● **YOUR GOAL**: Nothing but the lines from the one containing "use sternenhimmel::Publisher;" through the end of the data should be output, each reproduced exactly.

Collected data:
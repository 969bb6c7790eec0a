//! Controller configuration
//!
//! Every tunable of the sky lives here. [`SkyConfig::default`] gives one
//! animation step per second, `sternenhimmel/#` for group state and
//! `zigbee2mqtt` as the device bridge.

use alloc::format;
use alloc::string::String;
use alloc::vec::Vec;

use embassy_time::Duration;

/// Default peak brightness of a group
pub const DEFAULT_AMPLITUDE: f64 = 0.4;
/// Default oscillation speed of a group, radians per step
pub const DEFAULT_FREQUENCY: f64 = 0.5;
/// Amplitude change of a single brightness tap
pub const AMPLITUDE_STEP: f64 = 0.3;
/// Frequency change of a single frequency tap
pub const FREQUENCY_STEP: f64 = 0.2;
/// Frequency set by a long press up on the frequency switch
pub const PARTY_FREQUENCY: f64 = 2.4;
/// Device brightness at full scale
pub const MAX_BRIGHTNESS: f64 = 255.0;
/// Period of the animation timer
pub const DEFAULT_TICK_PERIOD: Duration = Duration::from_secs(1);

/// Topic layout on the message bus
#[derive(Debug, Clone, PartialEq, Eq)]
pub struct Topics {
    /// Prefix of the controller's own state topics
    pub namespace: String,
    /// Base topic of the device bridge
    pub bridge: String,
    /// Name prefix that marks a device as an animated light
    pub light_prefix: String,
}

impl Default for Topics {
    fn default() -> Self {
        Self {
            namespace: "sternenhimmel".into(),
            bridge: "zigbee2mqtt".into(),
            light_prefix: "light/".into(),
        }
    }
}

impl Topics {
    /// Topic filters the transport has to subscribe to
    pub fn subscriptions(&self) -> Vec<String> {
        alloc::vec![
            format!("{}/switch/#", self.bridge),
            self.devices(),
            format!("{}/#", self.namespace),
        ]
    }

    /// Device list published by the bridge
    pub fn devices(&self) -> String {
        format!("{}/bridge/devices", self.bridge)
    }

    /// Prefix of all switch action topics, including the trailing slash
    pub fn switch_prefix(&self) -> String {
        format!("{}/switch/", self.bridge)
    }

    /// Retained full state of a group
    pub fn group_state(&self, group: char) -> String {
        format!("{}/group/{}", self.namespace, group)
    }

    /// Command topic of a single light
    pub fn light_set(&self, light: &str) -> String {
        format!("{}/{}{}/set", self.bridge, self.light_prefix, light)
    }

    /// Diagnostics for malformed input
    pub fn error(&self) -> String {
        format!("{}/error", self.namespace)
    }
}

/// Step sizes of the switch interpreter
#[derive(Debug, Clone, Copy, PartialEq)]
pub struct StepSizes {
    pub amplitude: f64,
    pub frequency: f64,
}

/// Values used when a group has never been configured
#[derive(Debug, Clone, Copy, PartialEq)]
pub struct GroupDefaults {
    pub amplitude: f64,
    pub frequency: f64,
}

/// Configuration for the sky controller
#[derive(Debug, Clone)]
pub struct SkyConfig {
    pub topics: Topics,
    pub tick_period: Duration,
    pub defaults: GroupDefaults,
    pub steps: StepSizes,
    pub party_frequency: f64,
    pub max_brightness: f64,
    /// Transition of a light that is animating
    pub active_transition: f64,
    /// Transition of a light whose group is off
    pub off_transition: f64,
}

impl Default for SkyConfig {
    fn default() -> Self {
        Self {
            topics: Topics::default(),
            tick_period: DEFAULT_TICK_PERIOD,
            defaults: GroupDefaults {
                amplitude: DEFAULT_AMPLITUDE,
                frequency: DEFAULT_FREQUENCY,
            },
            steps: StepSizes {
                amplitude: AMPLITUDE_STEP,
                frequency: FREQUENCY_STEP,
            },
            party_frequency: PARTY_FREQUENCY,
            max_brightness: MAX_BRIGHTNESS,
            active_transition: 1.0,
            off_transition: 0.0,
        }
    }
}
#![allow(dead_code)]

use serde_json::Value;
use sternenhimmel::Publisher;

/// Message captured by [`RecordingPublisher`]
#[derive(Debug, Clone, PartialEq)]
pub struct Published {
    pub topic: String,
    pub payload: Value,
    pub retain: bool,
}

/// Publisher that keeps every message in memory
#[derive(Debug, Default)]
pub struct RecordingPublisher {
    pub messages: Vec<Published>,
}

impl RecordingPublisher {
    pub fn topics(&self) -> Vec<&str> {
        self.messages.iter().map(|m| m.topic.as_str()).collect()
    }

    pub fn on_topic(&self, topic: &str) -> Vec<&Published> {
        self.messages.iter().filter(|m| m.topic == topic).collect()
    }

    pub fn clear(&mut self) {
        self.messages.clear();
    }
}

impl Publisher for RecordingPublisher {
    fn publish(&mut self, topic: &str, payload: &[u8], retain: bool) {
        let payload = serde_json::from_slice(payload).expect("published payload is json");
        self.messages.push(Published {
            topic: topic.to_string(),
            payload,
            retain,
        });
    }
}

● **YOUR SOLUTION**:
use sternenhimmel::Publisher;

/// Message captured by [`RecordingPublisher`]
#[derive(Debug, Clone, PartialEq)]
pub struct Published {
    pub topic: String,
    pub payload: Value,
    pub retain: bool,
}

/// Publisher that keeps every message in memory
#[derive(Debug, Default)]
pub struct RecordingPublisher {
    pub messages: Vec<Published>,
}

impl RecordingPublisher {
    pub fn topics(&self) -> Vec<&str> {
        self.messages.iter().map(|m| m.topic.as_str()).collect()
    }

    pub fn on_topic(&self, topic: &str) -> Vec<&Published> {
        self.messages.iter().filter(|m| m.topic == topic).collect()
    }

    pub fn clear(&mut self) {
        self.messages.clear();
    }
}

impl Publisher for RecordingPublisher {
    fn publish(&mut self, topic: &str, payload: &[u8], retain: bool) {
        let payload = serde_json::from_slice(payload).expect("published payload is json");
        self.messages.push(Published {
            topic: topic.to_string(),
            payload,
            retain,
        });
    }
}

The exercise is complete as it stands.